- Born: June 27, 1961 (age 65)
- Known for: GasNets (with Michael O'Shea) The Mechanical Mind in History
- Scientific career
- Fields: Computer science, artificial intelligence, evolutionary algorithms, computational neuroscience, swarm intelligence, machine learning
- Workplaces: University of Sussex

= Phil Husbands =

English academic and computer scientist

Phil Husbands (born 27 June 1961) is a professor of computer science and artificial intelligence at the University of Sussex.

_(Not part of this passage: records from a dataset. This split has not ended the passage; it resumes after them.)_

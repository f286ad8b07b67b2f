//! Build the first repeatable unit from a front/back artwork pair
//!
//! The pair is labelled with its size, scaled to the requested physical
//! size, arranged for the chosen mode and orientation, and grouped into a
//! [`CompositeUnit`] that the grid placer then duplicates.

use tracing::debug;

use crate::host::{CanvasHost, Container, ShapeId, ShapeKind};

use super::composite::CompositeUnit;
use super::error::LayoutError;
use super::kernel::{align, move_adjacent, resize_to_target, rotate_about_center};
use super::types::{to_points, Dimension, Mode, Orientation, Position, Side};

/// Name suffix of the 180° duplicates in an L unit
pub const TURNED_SUFFIX: &str = "_TURNED";

/// Everything needed to build the initial unit
#[derive(Debug, Clone, PartialEq)]
pub struct InitialUnitRequest {
    pub mode: Mode,
    pub orientation: Orientation,
    /// Size of each piece, in inches
    pub dimension: Dimension,
    /// Space between pieces, in inches
    pub gap: f64,
    /// Text written into the size label, e.g. "M"
    pub size_label: String,
    /// Name of the text child that receives the size label
    pub label_placeholder: String,
}

/// Look up the front and back artwork by name
pub fn find_artwork<H: CanvasHost + ?Sized>(
    host: &H,
    container: Container,
    front_name: &str,
    back_name: &str,
) -> Result<(ShapeId, ShapeId), LayoutError> {
    let find = |name: &str| {
        host.find_child_by_name(container, name)?
            .ok_or_else(|| LayoutError::missing_shape(name, container.to_string()))
    };
    Ok((find(front_name)?, find(back_name)?))
}

/// Write `label` into the text placeholder inside `shape`.
///
/// The placeholder is searched depth-first through nested groups.
pub fn stamp_size_label<H: CanvasHost + ?Sized>(
    host: &mut H,
    shape: ShapeId,
    placeholder: &str,
    label: &str,
) -> Result<(), LayoutError> {
    match find_text(host, shape, placeholder)? {
        Some(text) => host.set_text(text, label),
        None => Err(LayoutError::size_label_missing(
            host.name(shape)?,
            placeholder,
        )),
    }
}

fn find_text<H: CanvasHost + ?Sized>(
    host: &H,
    shape: ShapeId,
    placeholder: &str,
) -> Result<Option<ShapeId>, LayoutError> {
    if !matches!(host.kind(shape)?, ShapeKind::Group { .. }) {
        return Ok(None);
    }
    for child in host.children(Container::Group(shape))? {
        match host.kind(child)? {
            ShapeKind::Text if host.name(child)? == placeholder => return Ok(Some(child)),
            ShapeKind::Group { .. } => {
                if let Some(found) = find_text(host, child, placeholder)? {
                    return Ok(Some(found));
                }
            }
            _ => {}
        }
    }
    Ok(None)
}

/// Turn a front/back pair into the unit the grid is tiled from
pub fn build_initial_unit<H: CanvasHost + ?Sized>(
    host: &mut H,
    front: ShapeId,
    back: ShapeId,
    request: &InitialUnitRequest,
) -> Result<CompositeUnit, LayoutError> {
    if !request.dimension.is_positive() {
        return Err(LayoutError::invalid_parameter(
            "dimension",
            format!(
                "piece size {}x{} must be positive",
                request.dimension.width, request.dimension.height
            ),
        ));
    }
    if request.orientation == Orientation::LShape && !request.mode.supports_l_shape() {
        return Err(LayoutError::invalid_parameter(
            "orientation",
            format!("L-shape layout requires mode FB, got {}", request.mode),
        ));
    }
    let gap = to_points(request.gap);

    stamp_size_label(host, front, &request.label_placeholder, &request.size_label)?;
    stamp_size_label(host, back, &request.label_placeholder, &request.size_label)?;

    let Dimension { width, height } = request.dimension;
    resize_to_target(host, &[front], Some(width), Some(height))?;
    resize_to_target(host, &[back], Some(width), Some(height))?;
    align(host, front, back, Position::Center)?;

    let pieces = match request.orientation {
        Orientation::Vertical => {
            match request.mode {
                Mode::FB => {
                    move_adjacent(host, front, back, Side::Bottom, gap)?;
                    align(host, front, back, Position::CenterX)?;
                }
                Mode::Pant => {
                    move_adjacent(host, front, back, Side::Right, gap)?;
                    align(host, front, back, Position::CenterY)?;
                }
                Mode::B => {}
            }
            vec![front, back]
        }
        Orientation::Horizontal => {
            rotate_about_center(host, front, -90.0)?;
            rotate_about_center(host, back, -90.0)?;
            match request.mode {
                Mode::FB => {
                    move_adjacent(host, front, back, Side::Right, gap)?;
                    align(host, front, back, Position::CenterY)?;
                    rotate_about_center(host, back, 180.0)?;
                }
                Mode::Pant => {
                    move_adjacent(host, front, back, Side::Bottom, gap)?;
                    align(host, front, back, Position::CenterX)?;
                }
                Mode::B => {}
            }
            vec![front, back]
        }
        Orientation::LShape => build_pinwheel(host, front, back, gap)?,
    };

    debug!(
        mode = %request.mode,
        orientation = %request.orientation,
        pieces = pieces.len(),
        "initial unit arranged"
    );
    CompositeUnit::group(host, &pieces, Some(front))
}

/// Interlock front, back and their 180° copies into a square pinwheel
fn build_pinwheel<H: CanvasHost + ?Sized>(
    host: &mut H,
    front: ShapeId,
    back: ShapeId,
    gap: f64,
) -> Result<Vec<ShapeId>, LayoutError> {
    rotate_about_center(host, back, 90.0)?;
    align(host, front, back, Position::Bottom)?;
    move_adjacent(host, front, back, Side::Right, gap)?;

    let front_turned = turned_copy(host, front)?;
    let back_turned = turned_copy(host, back)?;

    move_adjacent(host, front, back_turned, Side::Top, gap)?;
    align(host, front, back_turned, Position::Left)?;

    move_adjacent(host, back, front_turned, Side::Top, gap)?;
    align(host, back, front_turned, Position::Right)?;

    Ok(vec![front, back, front_turned, back_turned])
}

fn turned_copy<H: CanvasHost + ?Sized>(
    host: &mut H,
    shape: ShapeId,
) -> Result<ShapeId, LayoutError> {
    let copy = host.duplicate_shape(shape)?;
    rotate_about_center(host, copy, 180.0)?;
    let name = host.name(shape)?;
    host.set_name(copy, &format!("{}{}", name, TURNED_SUFFIX))?;
    Ok(copy)
}

#[cfg(test)]
mod tests {
    use super::*;
    use crate::host::MemoryHost;
    use crate::layout::kernel::{bounds_of, bounds_of_all};
    use crate::layout::types::{BoundingBox, Point};

    const EPSILON: f64 = 1e-6;

    fn pair(host: &mut MemoryHost) -> (ShapeId, ShapeId) {
        let canvas = host.add_canvas(BoundingBox::new(0.0, 0.0, 5000.0, 5000.0));
        let c = Container::Canvas(canvas.id);
        let front = host
            .add_artwork(c, "FRONT", Dimension::new(4.0, 5.0), Point::new(0.0, 0.0), Some("SIZE"))
            .unwrap();
        let back = host
            .add_artwork(c, "BACK", Dimension::new(4.0, 5.0), Point::new(600.0, 0.0), Some("SIZE"))
            .unwrap();
        (front, back)
    }

    fn request(mode: Mode, orientation: Orientation) -> InitialUnitRequest {
        InitialUnitRequest {
            mode,
            orientation,
            dimension: Dimension::new(2.0, 3.0),
            gap: 0.5,
            size_label: "XL".to_string(),
            label_placeholder: "SIZE".to_string(),
        }
    }

    fn approx(a: f64, b: f64) -> bool {
        (a - b).abs() < EPSILON
    }

    #[test]
    fn test_vertical_fb_stacks_back_below() {
        let mut host = MemoryHost::new();
        let (front, back) = pair(&mut host);
        let mut unit =
            build_initial_unit(&mut host, front, back, &request(Mode::FB, Orientation::Vertical))
                .unwrap();

        let f = bounds_of(&host, front).unwrap();
        let b = bounds_of(&host, back).unwrap();
        assert!(approx(f.width(), 144.0) && approx(f.height(), 216.0));
        assert!(approx(b.top - f.bottom, 36.0));
        assert!(approx(b.center().x, f.center().x));

        let unit_bounds = unit.bounds(&host).unwrap();
        assert!(approx(unit_bounds.height(), 216.0 * 2.0 + 36.0));
        unit.release(&mut host, None).unwrap();
    }

    #[test]
    fn test_size_label_is_stamped() {
        let mut host = MemoryHost::new();
        let (front, back) = pair(&mut host);
        let mut unit =
            build_initial_unit(&mut host, front, back, &request(Mode::B, Orientation::Vertical))
                .unwrap();
        for piece in [front, back] {
            let label = host
                .find_child_by_name(Container::Group(piece), "SIZE")
                .unwrap()
                .unwrap();
            assert_eq!(host.text(label), Some("XL"));
        }
        unit.release(&mut host, None).unwrap();
    }

    #[test]
    fn test_missing_label_fails() {
        let mut host = MemoryHost::new();
        let canvas = host.add_canvas(BoundingBox::new(0.0, 0.0, 1000.0, 1000.0));
        let c = Container::Canvas(canvas.id);
        let front = host
            .add_artwork(c, "FRONT", Dimension::new(1.0, 1.0), Point::new(0.0, 0.0), Some("SIZE"))
            .unwrap();
        let back = host
            .add_artwork(c, "BACK", Dimension::new(1.0, 1.0), Point::new(0.0, 0.0), None)
            .unwrap();

        let err = build_initial_unit(&mut host, front, back, &request(Mode::FB, Orientation::Vertical))
            .unwrap_err();
        assert_eq!(err, LayoutError::size_label_missing("BACK", "SIZE"));
    }

    #[test]
    fn test_horizontal_fb_turns_pieces() {
        let mut host = MemoryHost::new();
        let (front, back) = pair(&mut host);
        let mut unit = build_initial_unit(
            &mut host,
            front,
            back,
            &request(Mode::FB, Orientation::Horizontal),
        )
        .unwrap();

        let f = bounds_of(&host, front).unwrap();
        let b = bounds_of(&host, back).unwrap();
        assert!(approx(f.width(), 216.0) && approx(f.height(), 144.0));
        assert!(approx(b.left - f.right, 36.0));
        assert!(approx(b.center().y, f.center().y));
        unit.release(&mut host, None).unwrap();
    }

    #[test]
    fn test_l_shape_pinwheel() {
        let mut host = MemoryHost::new();
        let (front, back) = pair(&mut host);
        let mut unit =
            build_initial_unit(&mut host, front, back, &request(Mode::FB, Orientation::LShape))
                .unwrap();

        let pieces = unit.members();
        assert_eq!(pieces.len(), 4);
        let names: Vec<String> = pieces.iter().map(|p| host.name(*p).unwrap()).collect();
        assert_eq!(names, vec!["FRONT", "BACK", "FRONT_TURNED", "BACK_TURNED"]);

        // (w + h + gap) on both sides
        let side = 144.0 + 216.0 + 36.0;
        let all = bounds_of_all(&host, &pieces).unwrap();
        assert!(approx(all.width(), side), "width {}", all.width());
        assert!(approx(all.height(), side), "height {}", all.height());

        let boxes: Vec<BoundingBox> =
            pieces.iter().map(|p| bounds_of(&host, *p).unwrap()).collect();
        for i in 0..boxes.len() {
            for j in (i + 1)..boxes.len() {
                assert!(!boxes[i].intersects(&boxes[j]), "{} overlaps {}", names[i], names[j]);
            }
        }
        unit.release(&mut host, None).unwrap();
    }

    #[test]
    fn test_l_shape_requires_fb() {
        let mut host = MemoryHost::new();
        let (front, back) = pair(&mut host);
        let err = build_initial_unit(&mut host, front, back, &request(Mode::B, Orientation::LShape))
            .unwrap_err();
        assert!(matches!(err, LayoutError::InvalidParameter { .. }));
    }

    #[test]
    fn test_find_artwork_reports_missing_piece() {
        let mut host = MemoryHost::new();
        let canvas = host.add_canvas(BoundingBox::new(0.0, 0.0, 100.0, 100.0));
        let c = Container::Canvas(canvas.id);
        host.add_path(c, "FRONT", BoundingBox::new(0.0, 0.0, 10.0, 10.0))
            .unwrap();
        let err = find_artwork(&host, c, "FRONT", "BACK").unwrap_err();
        assert_eq!(err, LayoutError::missing_shape("BACK", "canvas 0"));
    }
}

He is head of the Evolutionary and Adaptive Systems group and co-director of the Centre for Computational Neuroscience and Robotics (CCNR).

== Research ==
Husbands's research interests are in long-term investigations of artificial evolution of nervous systems for robots, with emphasis on:

- visually guided robots acting in the real world
- theoretical and practical development of advanced evolutionary algorithms for hard engineering and design optimisation problems
- development of biologically inspired artificial neural networks incorporating diffusible modulators
- computational neuroscience
- computer manipulation of sound and image
- history and philosophy of AI
- swarm intelligence
- machine learning.

Husbands has edited several books, including coediting The Mechanical Mind in History (MIT Press; 2008; ISBN 978-0-262-25638-4) and Robots: What everyone needs to know, as well as author of numerous scientific articles. With neuroscientist Michael O'Shea he introduced the idea of GasNets – artificial neural networks that use diffusing virtual gases as modulators. These are inspired by nitric oxide (NO) volume signalling in real brains. The Sussex team has also done pioneering work on detailed computational modelling of nitric oxide diffusion in the nervous system.